The Committee for the Eradication of Abductions of Women and Children (CEAWC), set up by the government in 1999, was placed directly under the President. CEAWC stated that it had succeeded in freeing 150 abducted persons. However, no suspected perpetrator of abductions was known to have been brought to justice.

Restrictions on freedom of expression and association

Despite some relaxation of restrictions on political activities and a government announcement in December 2001 that censorship on the media was lifted, the government and the security forces continued to limit freedom of expression and association. The authorities used restrictive or vague articles in the Penal Code and the 1999 Press Act to arrest journalists and editors and to confiscate, fine or suspend newspapers. Sanctions were imposed for writing or publishing articles critical of the government or for commenting on a wide range of areas including AIDS and female circumcision.

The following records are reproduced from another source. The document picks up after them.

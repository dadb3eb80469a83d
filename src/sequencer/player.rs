// Copyright (c) 2026 Robert L. Snyder, Sierra Vista, AZ
// Licensed under the MIT License. See LICENSE file in the project root for details.

//! Recording playback.
//!
//! `play` registers one task per note at `timestamp / speed` plus a
//! terminal task at `duration / speed`. The player owns every handle it
//! registered and only honours fired tasks whose handle it still owns, so
//! once `stop` returns nothing from that session can surface again.

use std::collections::HashSet;
use std::time::Duration;

use tracing::{debug, info, warn};

use super::{Scheduler, TaskHandle, TimerTask};
use crate::recording::{RecordedNote, Recording};

/// Snapshot of playback progress
#[derive(Debug, Clone, PartialEq)]
pub struct PlaybackState {
    /// Whether a recording is playing
    pub is_playing: bool,
    /// Position within the recording (ms, recording time)
    pub current_time: u64,
    /// Length of the playing recording (ms)
    pub total_duration: u64,
    /// The playing recording
    pub recording: Option<Recording>,
    /// Playback speed multiplier
    pub speed: f64,
}

impl PlaybackState {
    /// State when nothing is playing
    pub fn idle() -> Self {
        Self {
            is_playing: false,
            current_time: 0,
            total_duration: 0,
            recording: None,
            speed: 1.0,
        }
    }

    /// Fraction played (0.0 - 1.0)
    pub fn progress(&self) -> f64 {
        if self.total_duration == 0 {
            0.0
        } else {
            self.current_time as f64 / self.total_duration as f64
        }
    }
}

impl Default for PlaybackState {
    fn default() -> Self {
        Self::idle()
    }
}

/// What an owned task means when it fires
#[derive(Debug, Clone, PartialEq)]
pub enum PlaybackFire {
    /// A note is due
    Note(RecordedNote),
    /// The recording has finished
    End,
}

/// Recording player
pub struct Player {
    recording: Option<Recording>,
    speed: f64,
    started_at: u64,
    tasks: HashSet<TaskHandle>,
    min_speed: f64,
    max_speed: f64,
}

impl Player {
    /// Create a player accepting speeds within `min_speed..=max_speed`
    pub fn new(min_speed: f64, max_speed: f64) -> Self {
        Self {
            recording: None,
            speed: 1.0,
            started_at: 0,
            tasks: HashSet::new(),
            min_speed,
            max_speed,
        }
    }

    /// Change the accepted speed range. Applies from the next `play`.
    pub fn set_speed_range(&mut self, min_speed: f64, max_speed: f64) {
        self.min_speed = min_speed;
        self.max_speed = max_speed;
    }

    /// Check if playing
    pub fn is_playing(&self) -> bool {
        self.recording.is_some()
    }

    /// Current speed multiplier
    pub fn speed(&self) -> f64 {
        self.speed
    }

    /// Tasks registered by the current session and not yet fired
    pub fn pending_tasks(&self) -> usize {
        self.tasks.len()
    }

    /// Check whether `handle` belongs to the current session
    pub fn owns(&self, handle: TaskHandle) -> bool {
        self.tasks.contains(&handle)
    }

    /// Start playing `recording`.
    ///
    /// Fails if already playing or if `speed` is not a positive finite
    /// number. Speeds outside the configured range are clamped, with a
    /// warning; `speed()` reports the speed actually used.
    pub fn play(
        &mut self,
        recording: Recording,
        speed: f64,
        now: u64,
        scheduler: &mut dyn Scheduler,
    ) -> bool {
        if self.is_playing() || !speed.is_finite() || speed <= 0.0 {
            return false;
        }
        let requested = speed;
        let speed = speed.clamp(self.min_speed, self.max_speed);
        if speed != requested {
            warn!(
                requested,
                used = speed,
                min = self.min_speed,
                max = self.max_speed,
                "playback speed out of range, clamped"
            );
        }

        for (index, note) in recording.notes.iter().enumerate() {
            let handle = scheduler.schedule(scaled(note.timestamp, speed), TimerTask::PlaybackNote(index));
            self.tasks.insert(handle);
        }
        let end = scheduler.schedule(scaled(recording.duration, speed), TimerTask::PlaybackEnd);
        self.tasks.insert(end);

        info!(
            id = %recording.id,
            notes = recording.notes.len(),
            speed,
            "playback started"
        );
        self.speed = speed;
        self.started_at = now;
        self.recording = Some(recording);
        true
    }

    /// Resolve a fired task. `None` means it is not ours (stale or foreign).
    pub fn fire(&mut self, handle: TaskHandle, task: TimerTask) -> Option<PlaybackFire> {
        if !self.tasks.remove(&handle) {
            return None;
        }

        match task {
            TimerTask::PlaybackNote(index) => {
                let note = self.recording.as_ref()?.notes.get(index)?.clone();
                debug!(key = %note.key, timestamp = note.timestamp, "playback note");
                Some(PlaybackFire::Note(note))
            }
            TimerTask::PlaybackEnd => Some(PlaybackFire::End),
            TimerTask::RecordingLimit => None,
        }
    }

    /// Stop playback, cancelling every outstanding task.
    ///
    /// Returns the recording that was playing, `None` if nothing was.
    pub fn stop(&mut self, scheduler: &mut dyn Scheduler) -> Option<Recording> {
        let recording = self.recording.take()?;

        for handle in self.tasks.drain() {
            scheduler.cancel(handle);
        }
        self.speed = 1.0;
        self.started_at = 0;

        info!(id = %recording.id, "playback stopped");
        Some(recording)
    }

    /// Pause playback.
    ///
    /// There is no resume-from-offset: this is a full stop and playing the
    /// recording again starts from the beginning.
    pub fn pause(&mut self, scheduler: &mut dyn Scheduler) -> Option<Recording> {
        self.stop(scheduler)
    }

    /// Playback progress at `now`
    pub fn state(&self, now: u64) -> PlaybackState {
        let Some(recording) = &self.recording else {
            return PlaybackState::idle();
        };

        let elapsed = now.saturating_sub(self.started_at) as f64 * self.speed;
        let total = recording.duration;
        PlaybackState {
            is_playing: true,
            current_time: (elapsed as u64).min(total),
            total_duration: total,
            recording: Some(recording.clone()),
            speed: self.speed,
        }
    }
}

impl Default for Player {
    fn default() -> Self {
        Self::new(crate::config::DEFAULT_MIN_SPEED, crate::config::DEFAULT_MAX_SPEED)
    }
}

/// Delay for a recording-time offset at `speed`.
///
/// The float to integer cast saturates, so absurd offsets become the
/// longest representable delay rather than wrapping.
fn scaled(ms: u64, speed: f64) -> Duration {
    Duration::from_millis((ms as f64 / speed).round() as u64)
}

#[cfg(test)]
mod tests {
    use super::*;
    use crate::recording::SoundConfig;
    use crate::sequencer::QueueScheduler;
    use crate::timing::{Clock, ManualClock};

    fn recording() -> Recording {
        let mut recording = Recording::new("Tune", 0);
        recording.duration = 1_000;
        recording.notes = vec![
            RecordedNote::new(0, "a", SoundConfig::default(), 100),
            RecordedNote::new(400, "s", SoundConfig::default(), 100),
            RecordedNote::new(800, "d", SoundConfig::default(), 100),
        ];
        recording
    }

    fn drain(player: &mut Player, scheduler: &mut QueueScheduler<ManualClock>) -> Vec<PlaybackFire> {
        scheduler
            .poll()
            .into_iter()
            .filter_map(|f| player.fire(f.handle, f.task))
            .collect()
    }

    #[test]
    fn test_play_schedules_notes_and_end() {
        let clock = ManualClock::new(0);
        let mut scheduler = QueueScheduler::new(clock.clone());
        let mut player = Player::default();

        assert!(player.play(recording(), 1.0, 0, &mut scheduler));
        assert_eq!(scheduler.pending(), 4);
        assert_eq!(player.pending_tasks(), 4);
        assert!(!player.play(recording(), 1.0, 0, &mut scheduler));
        assert_eq!(scheduler.pending(), 4);
    }

    #[test]
    fn test_notes_fire_in_order_at_speed() {
        let clock = ManualClock::new(0);
        let mut scheduler = QueueScheduler::new(clock.clone());
        let mut player = Player::default();
        player.play(recording(), 2.0, 0, &mut scheduler);

        clock.set(200);
        let fired = drain(&mut player, &mut scheduler);
        let keys: Vec<String> = fired
            .iter()
            .filter_map(|f| match f {
                PlaybackFire::Note(n) => Some(n.key.clone()),
                PlaybackFire::End => None,
            })
            .collect();
        assert_eq!(keys, vec!["a".to_string(), "s".to_string()]);

        clock.set(500);
        let fired = drain(&mut player, &mut scheduler);
        assert_eq!(fired.len(), 2);
        assert_eq!(fired[1], PlaybackFire::End);
    }

    #[test]
    fn test_stop_cancels_everything() {
        let clock = ManualClock::new(0);
        let mut scheduler = QueueScheduler::new(clock.clone());
        let mut player = Player::default();
        player.play(recording(), 1.0, 0, &mut scheduler);

        let stopped = player.stop(&mut scheduler).unwrap();
        assert_eq!(stopped.name, "Tune");
        assert_eq!(scheduler.pending(), 0);
        assert_eq!(player.pending_tasks(), 0);

        clock.set(10_000);
        assert!(drain(&mut player, &mut scheduler).is_empty());
        assert!(player.stop(&mut scheduler).is_none());
    }

    #[test]
    fn test_stale_handle_ignored_after_stop() {
        let clock = ManualClock::new(0);
        let mut scheduler = QueueScheduler::new(clock.clone());
        let mut player = Player::default();
        player.play(recording(), 1.0, 0, &mut scheduler);

        // Timer already elapsed but not yet delivered
        let in_flight = scheduler.poll();
        assert_eq!(in_flight.len(), 1);

        player.stop(&mut scheduler);
        assert!(player.fire(in_flight[0].handle, in_flight[0].task).is_none());
    }

    #[test]
    fn test_pause_is_stop() {
        let mut scheduler = QueueScheduler::new(ManualClock::new(0));
        let mut player = Player::default();
        player.play(recording(), 1.0, 0, &mut scheduler);

        assert!(player.pause(&mut scheduler).is_some());
        assert!(!player.is_playing());
        assert_eq!(scheduler.pending(), 0);
    }

    #[test]
    fn test_invalid_speed_rejected() {
        let mut scheduler = QueueScheduler::new(ManualClock::new(0));
        let mut player = Player::default();

        assert!(!player.play(recording(), 0.0, 0, &mut scheduler));
        assert!(!player.play(recording(), -1.0, 0, &mut scheduler));
        assert!(!player.play(recording(), f64::NAN, 0, &mut scheduler));
        assert_eq!(scheduler.pending(), 0);
    }

    #[test]
    fn test_speed_clamped() {
        let mut scheduler = QueueScheduler::new(ManualClock::new(0));
        let mut player = Player::new(0.5, 2.0);
        player.play(recording(), 10.0, 0, &mut scheduler);
        assert_eq!(player.speed(), 2.0);

        // The end task sits at duration / used speed, not the requested one
        assert_eq!(scheduler.next_due(), Some(0));
        scheduler.clock().set(499);
        let due: Vec<TimerTask> = scheduler.poll().into_iter().map(|f| f.task).collect();
        assert!(!due.contains(&TimerTask::PlaybackEnd));
        scheduler.clock().set(500);
        let due: Vec<TimerTask> = scheduler.poll().into_iter().map(|f| f.task).collect();
        assert_eq!(due, vec![TimerTask::PlaybackEnd]);
    }

    #[test]
    fn test_slow_speed_clamped_up() {
        let mut scheduler = QueueScheduler::new(ManualClock::new(0));
        let mut player = Player::new(0.5, 2.0);
        assert!(player.play(recording(), 0.01, 0, &mut scheduler));
        assert_eq!(player.speed(), 0.5);
        assert_eq!(player.state(100).current_time, 50);
    }

    #[test]
    fn test_huge_offsets_do_not_overflow() {
        let clock = ManualClock::new(1_000);
        let mut scheduler = QueueScheduler::new(clock.clone());
        let mut player = Player::new(0.1, 4.0);

        let mut huge = Recording::new("Huge", 0);
        huge.duration = u64::MAX;
        huge.notes = vec![RecordedNote::new(u64::MAX, "a", SoundConfig::default(), u64::MAX)];

        assert!(player.play(huge, 0.1, 1_000, &mut scheduler));
        assert_eq!(scheduler.pending(), 2);
        assert_eq!(scheduler.next_due(), Some(u64::MAX));

        clock.advance(1_000_000);
        assert!(drain(&mut player, &mut scheduler).is_empty());
        let state = player.state(clock.now_ms());
        assert_eq!(state.total_duration, u64::MAX);
        assert_eq!(state.current_time, 100_000);

        assert!(player.stop(&mut scheduler).is_some());
        assert_eq!(scheduler.pending(), 0);
    }

    #[test]
    fn test_state_progress() {
        let mut scheduler = QueueScheduler::new(ManualClock::new(0));
        let mut player = Player::default();
        assert_eq!(player.state(0), PlaybackState::idle());

        player.play(recording(), 2.0, 1_000, &mut scheduler);
        let state = player.state(1_250);
        assert!(state.is_playing);
        assert_eq!(state.current_time, 500);
        assert_eq!(state.total_duration, 1_000);
        assert_eq!(state.progress(), 0.5);

        // Clamped to the recording length
        assert_eq!(player.state(5_000).current_time, 1_000);
    }
}
// Copyright (c) 2026 Robert L. Snyder, Sierra Vista, AZ
// Licensed under the MIT License. See LICENSE file in the project root for details.

//! Host timer facility.
//!
//! A scheduler runs a `TimerTask` after a delay and hands it back as a
//! `Fired` value. `QueueScheduler` keeps a min-heap ordered by due time and
//! is polled against a clock; `TokioScheduler` sleeps on the tokio runtime
//! and delivers through a channel. Firing order for equal due times follows
//! scheduling order in the queue implementation and is best-effort on tokio.

use std::cmp::Ordering;
use std::collections::{BinaryHeap, HashMap, HashSet};
use std::time::Duration;

use tokio::sync::mpsc;
use tokio::task::JoinHandle;

use super::{Fired, TaskHandle, TimerTask};
use crate::timing::Clock;

/// Deferred callback registry
pub trait Scheduler {
    /// Run `task` after `delay`
    fn schedule(&mut self, delay: Duration, task: TimerTask) -> TaskHandle;

    /// Prevent a task from firing.
    ///
    /// Cancelling a handle that already fired (or never existed) is a no-op.
    fn cancel(&mut self, handle: TaskHandle);

    /// Number of tasks scheduled and not yet fired or cancelled
    fn pending(&self) -> usize;
}

/// A task waiting in the queue
#[derive(Debug, Clone)]
struct QueuedTask {
    /// Absolute due time in ms
    due_ms: u64,
    /// Scheduling order, for ties
    seq: u64,
    handle: TaskHandle,
    task: TimerTask,
}

// For BinaryHeap - we want earliest due (then earliest scheduled) first
impl Eq for QueuedTask {}

impl PartialEq for QueuedTask {
    fn eq(&self, other: &Self) -> bool {
        self.due_ms == other.due_ms && self.seq == other.seq
    }
}

impl Ord for QueuedTask {
    fn cmp(&self, other: &Self) -> Ordering {
        // Reverse ordering for min-heap behavior
        other
            .due_ms
            .cmp(&self.due_ms)
            .then_with(|| other.seq.cmp(&self.seq))
    }
}

impl PartialOrd for QueuedTask {
    fn partial_cmp(&self, other: &Self) -> Option<Ordering> {
        Some(self.cmp(other))
    }
}

/// Polled scheduler over a clock.
///
/// Cancellation is lazy: cancelled handles are remembered and skipped when
/// they reach the top of the heap, so the head of the queue is always live.
pub struct QueueScheduler<C: Clock> {
    clock: C,
    queue: BinaryHeap<QueuedTask>,
    /// Handles queued and neither fired nor cancelled
    live: HashSet<TaskHandle>,
    /// Handles cancelled but still somewhere in the heap
    cancelled: HashSet<TaskHandle>,
    next_seq: u64,
}

impl<C: Clock> QueueScheduler<C> {
    /// Create a scheduler reading time from `clock`
    pub fn new(clock: C) -> Self {
        Self {
            clock,
            queue: BinaryHeap::with_capacity(256),
            live: HashSet::new(),
            cancelled: HashSet::new(),
            next_seq: 0,
        }
    }

    /// The clock due times are measured against
    pub fn clock(&self) -> &C {
        &self.clock
    }

    /// Due time of the earliest task
    pub fn next_due(&self) -> Option<u64> {
        self.queue.peek().map(|t| t.due_ms)
    }

    /// Time until the earliest task, zero if already due
    pub fn time_to_next(&self) -> Option<Duration> {
        let now = self.clock.now_ms();
        self.next_due()
            .map(|due| Duration::from_millis(due.saturating_sub(now)))
    }

    /// Pop every task due at the current clock reading, in order
    pub fn poll(&mut self) -> Vec<Fired> {
        let now = self.clock.now_ms();
        let mut fired = Vec::new();

        while let Some(next) = self.queue.peek() {
            if next.due_ms > now {
                break;
            }
            if let Some(task) = self.queue.pop() {
                self.live.remove(&task.handle);
                fired.push(Fired {
                    handle: task.handle,
                    task: task.task,
                });
            }
            self.discard_cancelled();
        }

        fired
    }

    /// Drop every queued task
    pub fn clear(&mut self) {
        self.queue.clear();
        self.live.clear();
        self.cancelled.clear();
    }

    fn discard_cancelled(&mut self) {
        while let Some(top) = self.queue.peek() {
            if !self.cancelled.remove(&top.handle) {
                break;
            }
            self.queue.pop();
        }
    }
}

impl<C: Clock> Scheduler for QueueScheduler<C> {
    fn schedule(&mut self, delay: Duration, task: TimerTask) -> TaskHandle {
        let seq = self.next_seq;
        self.next_seq += 1;
        let handle = TaskHandle(seq);

        let delay_ms = u64::try_from(delay.as_millis()).unwrap_or(u64::MAX);
        self.queue.push(QueuedTask {
            due_ms: self.clock.now_ms().saturating_add(delay_ms),
            seq,
            handle,
            task,
        });
        self.live.insert(handle);
        handle
    }

    fn cancel(&mut self, handle: TaskHandle) {
        if self.live.remove(&handle) {
            self.cancelled.insert(handle);
            self.discard_cancelled();
        }
    }

    fn pending(&self) -> usize {
        self.live.len()
    }
}

/// Scheduler backed by tokio timers.
///
/// Must be used from within a tokio runtime. Fired tasks arrive on the
/// receiver returned by `new`; a task cancelled after its timer elapsed may
/// still be in the channel, so consumers must check handle ownership.
pub struct TokioScheduler {
    tx: mpsc::UnboundedSender<Fired>,
    tasks: HashMap<TaskHandle, JoinHandle<()>>,
    next_id: u64,
}

impl TokioScheduler {
    /// Create a scheduler and the receiver its fired tasks arrive on
    pub fn new() -> (Self, mpsc::UnboundedReceiver<Fired>) {
        let (tx, rx) = mpsc::unbounded_channel();
        let scheduler = Self {
            tx,
            tasks: HashMap::new(),
            next_id: 0,
        };
        (scheduler, rx)
    }
}

impl Scheduler for TokioScheduler {
    fn schedule(&mut self, delay: Duration, task: TimerTask) -> TaskHandle {
        self.tasks.retain(|_, join| !join.is_finished());

        let handle = TaskHandle(self.next_id);
        self.next_id += 1;

        let tx = self.tx.clone();
        let join = tokio::spawn(async move {
            tokio::time::sleep(delay).await;
            let _ = tx.send(Fired { handle, task });
        });
        self.tasks.insert(handle, join);
        handle
    }

    fn cancel(&mut self, handle: TaskHandle) {
        if let Some(join) = self.tasks.remove(&handle) {
            join.abort();
        }
    }

    fn pending(&self) -> usize {
        self.tasks.values().filter(|join| !join.is_finished()).count()
    }
}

– In February, the Republican Brothers, recently registered under the government’s Political Associations Act, were refused permission by the security services to hold a meeting in Khartoum. They had planned to mark the anniversary of the execution of their spiritual leader, Mahmoud Mohamed Taha, in 1985.
– In September, Osman Mirghani, a columnist for the Khartoum-based daily Al-Ra’y al-‘Am, was detained by the security forces following an interview on the Qatar-based al-Jazeera television station in which he had criticized the Sudanese government for walking out of the peace negotiations. He was detained for questioning for two days then released without charge.